On the more serious, plot-related end, Karen Gillan once again shines as Nebula. She didn't go quite so far as to shave her head a second time for the role (the makeup was good enough that I didn't notice), but she still does a great job as a morally conflicted figure whose mess of emotions and upbringing concerning her sister Gamora have done a number on her. Michael Rooker plays Yondu as a badass with a mean high-tech, whistle-guided spear, but one who, after abducting Peter from Earth so many years ago, has come to see him as his adopted son to a great extent. This winds up forming the core of one of the film's driving themes, as Kurt Russell plays Peter's biological father Ego, a man who also sees Peter as his son but has something very different in mind for him. Without spoiling anything, the film comes down to the question of just who Peter's father really is, in a story that drives towards a heartbreaking, and well-earned, conclusion.

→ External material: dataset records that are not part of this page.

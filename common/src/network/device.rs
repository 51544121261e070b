use std::net::Ipv4Addr;

/// Prefix of the aliases synthesized for the configuration fragment.
pub const ALIAS_PREFIX: &str = "Device_";

/// A host that answered the identify query as a CozyLife device.
#[derive(Debug, Clone, PartialEq, Eq, Hash)]
pub struct DiscoveredDevice {
    /// `did` of the identify response.
    pub serial: String,
    /// `pid` of the identify response.
    pub product_id: String,
    pub mac: Option<String>,
    /// Address the device reports for itself, or the dialed address when it reports none.
    pub ip: String,
    /// Address that was dialed.
    pub address: Ipv4Addr,
}

impl DiscoveredDevice {
    pub fn alias(&self) -> String {
        alias_for(&self.serial)
    }
}

/// `Device_` followed by the last four characters of `serial`.
pub fn alias_for(serial: &str) -> String {
    let chars: Vec<char> = serial.chars().collect();
    let tail: String = chars[chars.len().saturating_sub(4)..].iter().collect();
    format!("{ALIAS_PREFIX}{tail}")
}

The resolution of that question, of course, can't happen without some spectacular special effects, which is where James Gunn's direction comes in. On his second go-around, he is just as in command of the action on screen as he was before, bringing numerous vibrant planets, bizarre species, and strange alien cities to vivid life on screen. The arrival on Ego's planet was filled with larger-than-life grandeur even in 2-D, like stepping into Oz for the first time, while the Sovereign's homeworld felt appropriately gaudy in its application of technology, as befits a species who used genetic engineering to color their skin gold. The action is put together remarkably well, a mix of space battles, hand-to-hand fights, and raging shootouts. Much of it is larger-than-life, starting with a scene where Rocket, stranded on a wilderness planet after Ego takes away Peter, Gamora, and Drax, booby-traps the crash site and takes out waves of Yondu's men in scenes that feel almost like a Looney Tunes cartoon with how the poor suckers get launched into the treetops over and over. It's awash in narrow escapes, hope-is-lost moments, and sudden comebacks, feeling as though Gunn is taking the Star Wars style and seeing how far he can go with it. The result is gorgeous, vibrant, explosive, and almost never feeling dull to watch. It also knows when to take its sweet time and slow down, spending most of its second act with the characters as they get separated and go off on their own. It's here where the film really shines, giving everybody, good and bad alike, an arc and a reason to march off to the film's final destination. Just like in the first film, I came to care deeply about these characters, even the villain (one of the better ones that Marvel's movies have seen), such that when it came time for this film to roar at the climax, I felt it in my seat as I genuinely worried whether they'd make it -- no matter how obvious it was that they would.

The Bottom Line

Even if it couldn't hope to surprise me like the first film did, Vol. 2 still flies high with its boundless energy, great humor, and a genuinely touching storyline. It's a follow-up that undoubtedly lives up to its predecessor and is easily worth the price of admission.

Oh, and of course, there are a whole bunch of scenes during and after the end credits. Only one or two of them are really important for sequel purposes, but they are all spirited and often hilarious, and that's not even counting the song.